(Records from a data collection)
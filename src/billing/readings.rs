// Copyright (c) 2025 Soumyadip Sarkar.
// All rights reserved.
//
// This source code is licensed under the license found in the
// LICENSE file in the root directory of this source tree.

use chrono::NaiveDate;
use rusqlite::{Connection, OptionalExtension, params};
use rust_decimal::Decimal;

use super::{BillingError, Result, parse_cycle, parse_day, parse_dec};
use crate::error::is_unique_violation;
use crate::models::{BillingCycle, MeterKind, MeterReading};

#[derive(Debug, Clone)]
pub struct NewReading {
    pub room_id: i64,
    pub cycle: BillingCycle,
    pub kind: MeterKind,
    pub current: Decimal,
    /// Defaults to the meter's opening value, see [`opening_value`].
    pub previous: Option<Decimal>,
    pub read_on: NaiveDate,
    /// Meter was swapped; `previous` must then be the new meter's start value.
    pub replaced: bool,
}

const READING_COLS: &str = "id, room_id, cycle, kind, previous, current, read_on, replaced";

type ReadingRow = (i64, i64, String, String, String, String, String, bool);

fn reading_row(r: &rusqlite::Row<'_>) -> rusqlite::Result<ReadingRow> {
    Ok((
        r.get(0)?,
        r.get(1)?,
        r.get(2)?,
        r.get(3)?,
        r.get(4)?,
        r.get(5)?,
        r.get(6)?,
        r.get(7)?,
    ))
}

fn decode(row: ReadingRow) -> Result<MeterReading> {
    let (id, room_id, cycle, kind, previous, current, read_on, replaced) = row;
    Ok(MeterReading {
        id,
        room_id,
        cycle: parse_cycle(&cycle)?,
        kind: kind
            .parse()
            .map_err(|_| BillingError::Corrupt(format!("unknown meter kind '{}'", kind)))?,
        previous: parse_dec(&previous, "previous reading")?,
        current: parse_dec(&current, "current reading")?,
        read_on: parse_day(&read_on, "read_on")?,
        replaced,
    })
}

/// Store a reading as given. Non-monotonic values are kept; they surface
/// as anomalies when the reading is billed.
pub fn record_reading(conn: &Connection, new: &NewReading) -> Result<MeterReading> {
    super::contracts::load_room(conn, new.room_id)?;
    if new.replaced && new.previous.is_none() {
        return Err(BillingError::Validation(
            "a replaced meter needs the new meter's starting value as previous".into(),
        ));
    }
    let previous = match new.previous {
        Some(p) => p,
        None => opening_value(conn, new.room_id, new.kind, Some(new.cycle))?.ok_or_else(|| {
            BillingError::Validation(format!(
                "no earlier {} reading for room {}; supply previous",
                new.kind, new.room_id
            ))
        })?,
    };
    if previous < Decimal::ZERO || new.current < Decimal::ZERO {
        return Err(BillingError::Validation("meter readings cannot be negative".into()));
    }
    if new.current < previous {
        tracing::warn!(
            room_id = new.room_id,
            cycle = %new.cycle,
            meter = %new.kind,
            %previous,
            current = %new.current,
            "reading below previous value recorded; billing will need review"
        );
    }
    let inserted = conn.execute(
        "INSERT INTO meter_readings(room_id, cycle, kind, previous, current, read_on, replaced)
         VALUES (?1,?2,?3,?4,?5,?6,?7)",
        params![
            new.room_id,
            new.cycle.to_string(),
            new.kind.as_str(),
            previous.to_string(),
            new.current.to_string(),
            new.read_on.to_string(),
            new.replaced,
        ],
    );
    match inserted {
        Ok(_) => {}
        Err(e) if is_unique_violation(&e) => {
            return Err(BillingError::Validation(format!(
                "{} reading for room {} cycle {} already recorded",
                new.kind, new.room_id, new.cycle
            )));
        }
        Err(e) => return Err(e.into()),
    }
    Ok(MeterReading {
        id: conn.last_insert_rowid(),
        room_id: new.room_id,
        cycle: new.cycle,
        kind: new.kind,
        previous,
        current: new.current,
        read_on: new.read_on,
        replaced: new.replaced,
    })
}

pub fn reading_for(
    conn: &Connection,
    room_id: i64,
    cycle: BillingCycle,
    kind: MeterKind,
) -> Result<MeterReading> {
    let row = conn
        .query_row(
            &format!(
                "SELECT {READING_COLS} FROM meter_readings
                 WHERE room_id=?1 AND cycle=?2 AND kind=?3"
            ),
            params![room_id, cycle.to_string(), kind.as_str()],
            reading_row,
        )
        .optional()?;
    match row {
        Some(row) => decode(row),
        None => Err(BillingError::NotFound(format!(
            "{} reading for room {} cycle {}",
            kind, room_id, cycle
        ))),
    }
}

/// Most recent reading for the meter, optionally strictly before `before`.
pub fn latest_reading(
    conn: &Connection,
    room_id: i64,
    kind: MeterKind,
    before: Option<BillingCycle>,
) -> Result<Option<MeterReading>> {
    // "9999-12" sorts after every real cycle.
    let bound = before.map(|c| c.to_string()).unwrap_or_else(|| "9999-12".into());
    let row = conn
        .query_row(
            &format!(
                "SELECT {READING_COLS} FROM meter_readings
                 WHERE room_id=?1 AND kind=?2 AND cycle<?3 ORDER BY cycle DESC LIMIT 1"
            ),
            params![room_id, kind.as_str(), bound],
            reading_row,
        )
        .optional()?;
    row.map(decode).transpose()
}

/// Final value of the meter left by the room's most recently terminated
/// contract, optionally only contracts terminated by the end of `through`.
/// Returns the termination date alongside the value.
fn handover_value(
    conn: &Connection,
    room_id: i64,
    kind: MeterKind,
    through: Option<BillingCycle>,
) -> Result<Option<(NaiveDate, Decimal)>> {
    let column = match kind {
        MeterKind::Water => "final_water",
        MeterKind::Electricity => "final_electricity",
    };
    let bound = through
        .map(|c| c.last_day().to_string())
        .unwrap_or_else(|| "9999-12-31".into());
    let row: Option<(String, String)> = conn
        .query_row(
            &format!(
                "SELECT terminated_on, {column} FROM contracts
                 WHERE room_id=?1 AND status='terminated' AND {column} IS NOT NULL
                   AND terminated_on<=?2
                 ORDER BY terminated_on DESC, id DESC LIMIT 1"
            ),
            params![room_id, bound],
            |r| Ok((r.get(0)?, r.get(1)?)),
        )
        .optional()?;
    match row {
        Some((on, value)) => {
            let on = parse_day(&on, "terminated_on")?;
            Ok(Some((on, parse_dec(&value, "final reading")?)))
        }
        None => Ok(None),
    }
}

/// The value a new reading of the meter starts from: the latest reading
/// before `cycle`, unless a contract on the room was settled on or after
/// that reading's date, in which case its final value wins.
pub fn opening_value(
    conn: &Connection,
    room_id: i64,
    kind: MeterKind,
    cycle: Option<BillingCycle>,
) -> Result<Option<Decimal>> {
    let reading = latest_reading(conn, room_id, kind, cycle)?;
    let handover = handover_value(conn, room_id, kind, cycle)?;
    Ok(match (reading, handover) {
        (Some(r), Some((settled_on, value))) if settled_on >= r.read_on => Some(value),
        (Some(r), _) => Some(r.current),
        (None, Some((_, value))) => Some(value),
        (None, None) => None,
    })
}

pub fn list_readings(conn: &Connection, room_id: Option<i64>) -> Result<Vec<MeterReading>> {
    let mut sql = format!("SELECT {READING_COLS} FROM meter_readings");
    let rows: Vec<ReadingRow> = if let Some(room) = room_id {
        sql.push_str(" WHERE room_id=?1 ORDER BY cycle DESC, kind");
        let mut stmt = conn.prepare(&sql)?;
        let mapped = stmt.query_map(params![room], reading_row)?;
        mapped.collect::<rusqlite::Result<_>>()?
    } else {
        sql.push_str(" ORDER BY room_id, cycle DESC, kind");
        let mut stmt = conn.prepare(&sql)?;
        let mapped = stmt.query_map([], reading_row)?;
        mapped.collect::<rusqlite::Result<_>>()?
    };
    rows.into_iter().map(decode).collect()
}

* **Exercise**: Where a line of the records above holds the word "inserted", count it; give the total as a single number and nothing else.

* **Exercise output**: 2